Your job with the data below is to output exactly the lines from the one holding "self.pool.close().await;" down to the one holding "fn fts_expression(text: &str)", both included, and no others.
━━━━━ DATASET RECORDS
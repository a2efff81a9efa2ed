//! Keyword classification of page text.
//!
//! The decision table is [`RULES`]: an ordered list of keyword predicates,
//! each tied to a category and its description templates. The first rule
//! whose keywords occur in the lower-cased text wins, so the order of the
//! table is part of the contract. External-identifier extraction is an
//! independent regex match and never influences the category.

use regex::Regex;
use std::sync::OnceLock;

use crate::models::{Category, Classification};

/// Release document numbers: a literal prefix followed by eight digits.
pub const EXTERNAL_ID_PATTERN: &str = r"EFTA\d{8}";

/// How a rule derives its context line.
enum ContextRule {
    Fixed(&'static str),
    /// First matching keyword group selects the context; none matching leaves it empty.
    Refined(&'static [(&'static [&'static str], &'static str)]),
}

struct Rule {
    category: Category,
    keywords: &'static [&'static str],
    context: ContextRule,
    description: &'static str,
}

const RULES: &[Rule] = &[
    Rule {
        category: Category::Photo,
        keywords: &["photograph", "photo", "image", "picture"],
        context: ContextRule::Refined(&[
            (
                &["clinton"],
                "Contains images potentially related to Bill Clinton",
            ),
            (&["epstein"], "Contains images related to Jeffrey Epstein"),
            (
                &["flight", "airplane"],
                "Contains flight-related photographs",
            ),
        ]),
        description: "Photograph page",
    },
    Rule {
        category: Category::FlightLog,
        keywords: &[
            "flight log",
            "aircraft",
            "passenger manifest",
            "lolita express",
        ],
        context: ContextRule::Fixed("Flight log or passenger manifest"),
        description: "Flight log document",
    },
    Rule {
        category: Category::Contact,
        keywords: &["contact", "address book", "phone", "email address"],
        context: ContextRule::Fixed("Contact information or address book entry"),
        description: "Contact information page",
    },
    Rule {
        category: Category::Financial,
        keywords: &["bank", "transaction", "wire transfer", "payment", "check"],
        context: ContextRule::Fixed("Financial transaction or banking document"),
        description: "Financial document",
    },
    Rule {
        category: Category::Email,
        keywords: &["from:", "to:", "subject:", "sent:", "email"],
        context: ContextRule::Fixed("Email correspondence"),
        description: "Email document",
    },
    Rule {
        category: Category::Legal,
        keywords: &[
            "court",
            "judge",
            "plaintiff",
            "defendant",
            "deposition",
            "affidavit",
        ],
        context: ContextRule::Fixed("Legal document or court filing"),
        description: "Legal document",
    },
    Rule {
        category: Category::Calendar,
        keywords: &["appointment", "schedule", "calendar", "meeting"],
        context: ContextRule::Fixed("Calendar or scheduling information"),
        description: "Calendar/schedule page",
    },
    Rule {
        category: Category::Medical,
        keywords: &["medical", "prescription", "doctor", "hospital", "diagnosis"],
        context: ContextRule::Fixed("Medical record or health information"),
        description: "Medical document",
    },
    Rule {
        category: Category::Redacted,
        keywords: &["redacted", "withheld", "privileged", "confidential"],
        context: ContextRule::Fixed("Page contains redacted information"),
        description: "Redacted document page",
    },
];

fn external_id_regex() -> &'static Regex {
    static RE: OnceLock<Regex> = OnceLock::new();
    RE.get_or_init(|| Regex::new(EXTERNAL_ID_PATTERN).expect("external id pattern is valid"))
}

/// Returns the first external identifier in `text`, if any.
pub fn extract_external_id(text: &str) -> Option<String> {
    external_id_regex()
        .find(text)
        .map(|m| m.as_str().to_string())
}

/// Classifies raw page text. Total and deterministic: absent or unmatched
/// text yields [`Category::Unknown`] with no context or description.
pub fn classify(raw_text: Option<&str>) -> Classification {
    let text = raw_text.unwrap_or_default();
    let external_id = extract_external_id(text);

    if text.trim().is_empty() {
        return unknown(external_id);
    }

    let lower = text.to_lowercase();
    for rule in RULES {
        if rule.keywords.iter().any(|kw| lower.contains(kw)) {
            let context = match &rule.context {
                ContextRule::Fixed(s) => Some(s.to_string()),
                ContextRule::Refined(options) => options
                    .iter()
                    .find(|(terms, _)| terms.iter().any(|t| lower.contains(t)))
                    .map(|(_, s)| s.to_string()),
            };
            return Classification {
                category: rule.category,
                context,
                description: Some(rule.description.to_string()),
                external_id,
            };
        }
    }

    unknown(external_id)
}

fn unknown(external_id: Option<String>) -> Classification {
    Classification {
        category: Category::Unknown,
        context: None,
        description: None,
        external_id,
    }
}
━━━━━━━━━━
━━━━━ DATASET RECORDS
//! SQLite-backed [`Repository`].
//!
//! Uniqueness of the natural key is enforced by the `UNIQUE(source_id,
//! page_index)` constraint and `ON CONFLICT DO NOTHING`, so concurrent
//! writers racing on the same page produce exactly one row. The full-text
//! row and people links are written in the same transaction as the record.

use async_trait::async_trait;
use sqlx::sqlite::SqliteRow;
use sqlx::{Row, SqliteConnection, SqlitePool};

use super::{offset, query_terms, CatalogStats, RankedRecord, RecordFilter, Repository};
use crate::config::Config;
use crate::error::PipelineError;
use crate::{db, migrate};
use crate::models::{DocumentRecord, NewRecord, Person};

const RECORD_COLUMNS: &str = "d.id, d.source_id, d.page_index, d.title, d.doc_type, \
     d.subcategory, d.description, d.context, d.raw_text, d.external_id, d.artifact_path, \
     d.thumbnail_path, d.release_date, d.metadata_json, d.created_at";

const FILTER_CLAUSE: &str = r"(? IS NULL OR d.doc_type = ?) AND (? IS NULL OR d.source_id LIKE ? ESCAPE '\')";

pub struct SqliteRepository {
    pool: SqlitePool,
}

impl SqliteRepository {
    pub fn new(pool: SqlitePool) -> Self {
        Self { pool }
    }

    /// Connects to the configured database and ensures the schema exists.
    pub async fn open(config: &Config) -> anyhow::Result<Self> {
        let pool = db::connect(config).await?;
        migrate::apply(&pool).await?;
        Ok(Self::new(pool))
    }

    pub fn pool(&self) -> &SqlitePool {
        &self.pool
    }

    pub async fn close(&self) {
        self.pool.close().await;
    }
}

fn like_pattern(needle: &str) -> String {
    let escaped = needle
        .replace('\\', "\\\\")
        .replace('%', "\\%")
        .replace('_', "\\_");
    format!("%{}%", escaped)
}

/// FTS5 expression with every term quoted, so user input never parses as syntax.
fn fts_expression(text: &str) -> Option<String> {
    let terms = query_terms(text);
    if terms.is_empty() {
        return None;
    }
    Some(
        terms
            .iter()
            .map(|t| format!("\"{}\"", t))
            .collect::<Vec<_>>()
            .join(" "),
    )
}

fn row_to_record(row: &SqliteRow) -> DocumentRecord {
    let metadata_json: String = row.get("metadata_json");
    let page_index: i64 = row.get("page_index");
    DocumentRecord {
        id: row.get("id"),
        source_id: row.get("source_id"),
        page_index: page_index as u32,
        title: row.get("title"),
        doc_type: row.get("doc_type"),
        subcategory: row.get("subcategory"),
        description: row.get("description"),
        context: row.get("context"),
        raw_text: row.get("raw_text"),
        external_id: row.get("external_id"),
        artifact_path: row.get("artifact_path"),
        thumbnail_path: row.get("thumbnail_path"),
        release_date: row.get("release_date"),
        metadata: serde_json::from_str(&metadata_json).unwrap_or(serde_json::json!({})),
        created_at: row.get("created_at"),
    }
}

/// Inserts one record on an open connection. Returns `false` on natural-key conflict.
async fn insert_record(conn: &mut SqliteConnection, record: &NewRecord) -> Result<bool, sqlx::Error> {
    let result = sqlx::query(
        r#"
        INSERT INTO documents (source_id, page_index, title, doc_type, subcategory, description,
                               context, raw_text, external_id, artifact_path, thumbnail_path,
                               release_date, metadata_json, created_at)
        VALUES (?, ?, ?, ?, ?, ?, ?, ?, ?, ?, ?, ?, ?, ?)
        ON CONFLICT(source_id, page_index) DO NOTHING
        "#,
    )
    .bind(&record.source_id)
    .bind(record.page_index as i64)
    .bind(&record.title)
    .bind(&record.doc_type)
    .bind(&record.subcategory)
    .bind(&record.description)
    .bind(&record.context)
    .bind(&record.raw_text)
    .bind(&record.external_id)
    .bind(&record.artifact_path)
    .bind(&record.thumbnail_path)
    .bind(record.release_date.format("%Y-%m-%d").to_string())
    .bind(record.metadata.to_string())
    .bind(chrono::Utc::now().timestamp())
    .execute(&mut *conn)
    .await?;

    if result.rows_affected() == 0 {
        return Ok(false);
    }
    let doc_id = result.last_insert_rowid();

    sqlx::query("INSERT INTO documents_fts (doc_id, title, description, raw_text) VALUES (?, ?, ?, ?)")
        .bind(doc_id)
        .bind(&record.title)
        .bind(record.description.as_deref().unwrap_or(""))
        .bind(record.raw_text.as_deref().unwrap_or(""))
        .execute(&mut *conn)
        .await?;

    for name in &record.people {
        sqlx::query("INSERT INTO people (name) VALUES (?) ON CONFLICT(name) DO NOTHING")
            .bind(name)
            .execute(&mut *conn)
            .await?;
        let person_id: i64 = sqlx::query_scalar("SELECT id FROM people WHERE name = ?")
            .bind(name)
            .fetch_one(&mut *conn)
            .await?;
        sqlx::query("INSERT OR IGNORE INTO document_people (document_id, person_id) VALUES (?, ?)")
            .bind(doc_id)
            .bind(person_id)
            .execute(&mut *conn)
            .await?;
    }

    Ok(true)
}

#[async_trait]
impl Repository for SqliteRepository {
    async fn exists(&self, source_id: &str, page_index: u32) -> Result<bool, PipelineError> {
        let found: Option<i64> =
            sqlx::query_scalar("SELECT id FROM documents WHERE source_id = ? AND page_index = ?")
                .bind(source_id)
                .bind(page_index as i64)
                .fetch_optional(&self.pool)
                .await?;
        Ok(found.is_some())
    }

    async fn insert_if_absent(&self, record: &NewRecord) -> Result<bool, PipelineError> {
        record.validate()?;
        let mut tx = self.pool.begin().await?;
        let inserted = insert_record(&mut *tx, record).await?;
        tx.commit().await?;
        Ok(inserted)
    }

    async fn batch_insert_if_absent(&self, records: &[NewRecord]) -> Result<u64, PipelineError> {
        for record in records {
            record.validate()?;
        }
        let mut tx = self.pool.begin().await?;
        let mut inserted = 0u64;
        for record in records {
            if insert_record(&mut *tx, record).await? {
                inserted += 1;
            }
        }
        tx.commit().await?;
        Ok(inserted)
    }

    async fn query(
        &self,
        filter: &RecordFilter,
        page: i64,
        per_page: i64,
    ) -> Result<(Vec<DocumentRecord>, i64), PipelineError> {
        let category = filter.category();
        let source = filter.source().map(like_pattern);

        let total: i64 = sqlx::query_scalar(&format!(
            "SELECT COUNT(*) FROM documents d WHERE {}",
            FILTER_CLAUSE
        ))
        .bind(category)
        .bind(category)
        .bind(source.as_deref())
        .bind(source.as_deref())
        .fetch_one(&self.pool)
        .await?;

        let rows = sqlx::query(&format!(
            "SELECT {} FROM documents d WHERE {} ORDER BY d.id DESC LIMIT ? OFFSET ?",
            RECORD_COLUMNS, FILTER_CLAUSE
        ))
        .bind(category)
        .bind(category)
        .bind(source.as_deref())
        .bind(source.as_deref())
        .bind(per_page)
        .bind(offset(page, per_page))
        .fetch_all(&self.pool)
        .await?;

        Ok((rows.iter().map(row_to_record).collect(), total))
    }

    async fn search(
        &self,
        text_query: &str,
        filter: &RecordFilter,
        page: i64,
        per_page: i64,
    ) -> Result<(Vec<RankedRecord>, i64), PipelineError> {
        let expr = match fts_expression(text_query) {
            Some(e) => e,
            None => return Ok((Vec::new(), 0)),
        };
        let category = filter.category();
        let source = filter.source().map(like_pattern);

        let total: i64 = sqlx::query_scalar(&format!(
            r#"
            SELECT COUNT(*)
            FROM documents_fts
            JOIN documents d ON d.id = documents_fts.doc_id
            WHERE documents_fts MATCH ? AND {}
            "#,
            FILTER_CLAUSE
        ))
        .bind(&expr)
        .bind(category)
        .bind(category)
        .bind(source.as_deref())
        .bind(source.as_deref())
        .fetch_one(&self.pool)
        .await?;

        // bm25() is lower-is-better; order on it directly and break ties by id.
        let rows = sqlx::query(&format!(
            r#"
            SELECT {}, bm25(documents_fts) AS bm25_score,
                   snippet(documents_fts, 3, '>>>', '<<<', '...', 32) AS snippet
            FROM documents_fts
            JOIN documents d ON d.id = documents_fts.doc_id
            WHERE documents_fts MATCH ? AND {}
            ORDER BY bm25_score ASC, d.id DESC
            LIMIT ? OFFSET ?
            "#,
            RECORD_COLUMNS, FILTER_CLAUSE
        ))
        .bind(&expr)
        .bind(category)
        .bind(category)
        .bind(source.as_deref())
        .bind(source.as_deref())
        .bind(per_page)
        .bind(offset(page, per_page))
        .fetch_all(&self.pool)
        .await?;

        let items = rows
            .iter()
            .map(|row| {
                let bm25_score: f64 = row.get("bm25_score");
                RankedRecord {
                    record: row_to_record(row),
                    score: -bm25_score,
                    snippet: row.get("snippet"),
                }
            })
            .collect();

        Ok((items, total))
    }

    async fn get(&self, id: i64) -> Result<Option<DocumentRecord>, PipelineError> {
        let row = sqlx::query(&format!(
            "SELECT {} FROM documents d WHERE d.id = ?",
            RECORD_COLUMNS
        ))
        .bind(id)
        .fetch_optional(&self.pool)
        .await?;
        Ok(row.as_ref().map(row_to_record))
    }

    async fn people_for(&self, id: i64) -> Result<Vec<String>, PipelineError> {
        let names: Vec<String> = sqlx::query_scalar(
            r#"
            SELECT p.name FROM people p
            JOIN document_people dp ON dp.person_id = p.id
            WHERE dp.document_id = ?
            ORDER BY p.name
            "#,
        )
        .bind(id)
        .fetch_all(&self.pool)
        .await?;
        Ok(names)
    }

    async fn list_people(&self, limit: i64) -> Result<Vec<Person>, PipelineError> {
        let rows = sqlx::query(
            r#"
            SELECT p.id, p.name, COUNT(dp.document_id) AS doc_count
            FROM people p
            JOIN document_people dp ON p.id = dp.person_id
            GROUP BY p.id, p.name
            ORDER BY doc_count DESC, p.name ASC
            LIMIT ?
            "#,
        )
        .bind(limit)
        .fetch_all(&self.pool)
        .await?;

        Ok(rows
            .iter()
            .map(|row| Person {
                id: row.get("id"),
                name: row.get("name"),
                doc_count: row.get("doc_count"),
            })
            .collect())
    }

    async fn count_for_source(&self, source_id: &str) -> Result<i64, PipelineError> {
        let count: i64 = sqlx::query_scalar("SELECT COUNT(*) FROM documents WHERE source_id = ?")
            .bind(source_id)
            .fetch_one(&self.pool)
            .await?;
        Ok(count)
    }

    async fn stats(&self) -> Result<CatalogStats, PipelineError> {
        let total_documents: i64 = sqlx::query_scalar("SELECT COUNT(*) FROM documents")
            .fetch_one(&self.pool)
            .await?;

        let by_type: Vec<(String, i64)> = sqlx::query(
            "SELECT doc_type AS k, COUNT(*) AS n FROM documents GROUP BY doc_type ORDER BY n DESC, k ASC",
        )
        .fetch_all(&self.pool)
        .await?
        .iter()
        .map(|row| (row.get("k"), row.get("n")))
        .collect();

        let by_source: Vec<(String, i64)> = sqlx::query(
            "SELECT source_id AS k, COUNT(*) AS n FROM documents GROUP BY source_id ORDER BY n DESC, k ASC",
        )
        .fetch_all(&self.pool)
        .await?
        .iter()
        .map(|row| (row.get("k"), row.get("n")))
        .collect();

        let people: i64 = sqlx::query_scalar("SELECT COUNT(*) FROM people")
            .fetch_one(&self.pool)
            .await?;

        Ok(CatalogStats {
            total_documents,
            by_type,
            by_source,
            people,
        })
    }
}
━━━━━━━━━━
YOUR SOLUTION>
        self.pool.close().await;
    }
}

fn like_pattern(needle: &str) -> String {
    let escaped = needle
        .replace('\\', "\\\\")
        .replace('%', "\\%")
        .replace('_', "\\_");
    format!("%{}%", escaped)
}

/// FTS5 expression with every term quoted, so user input never parses as syntax.
fn fts_expression(text: &str) -> Option<String> {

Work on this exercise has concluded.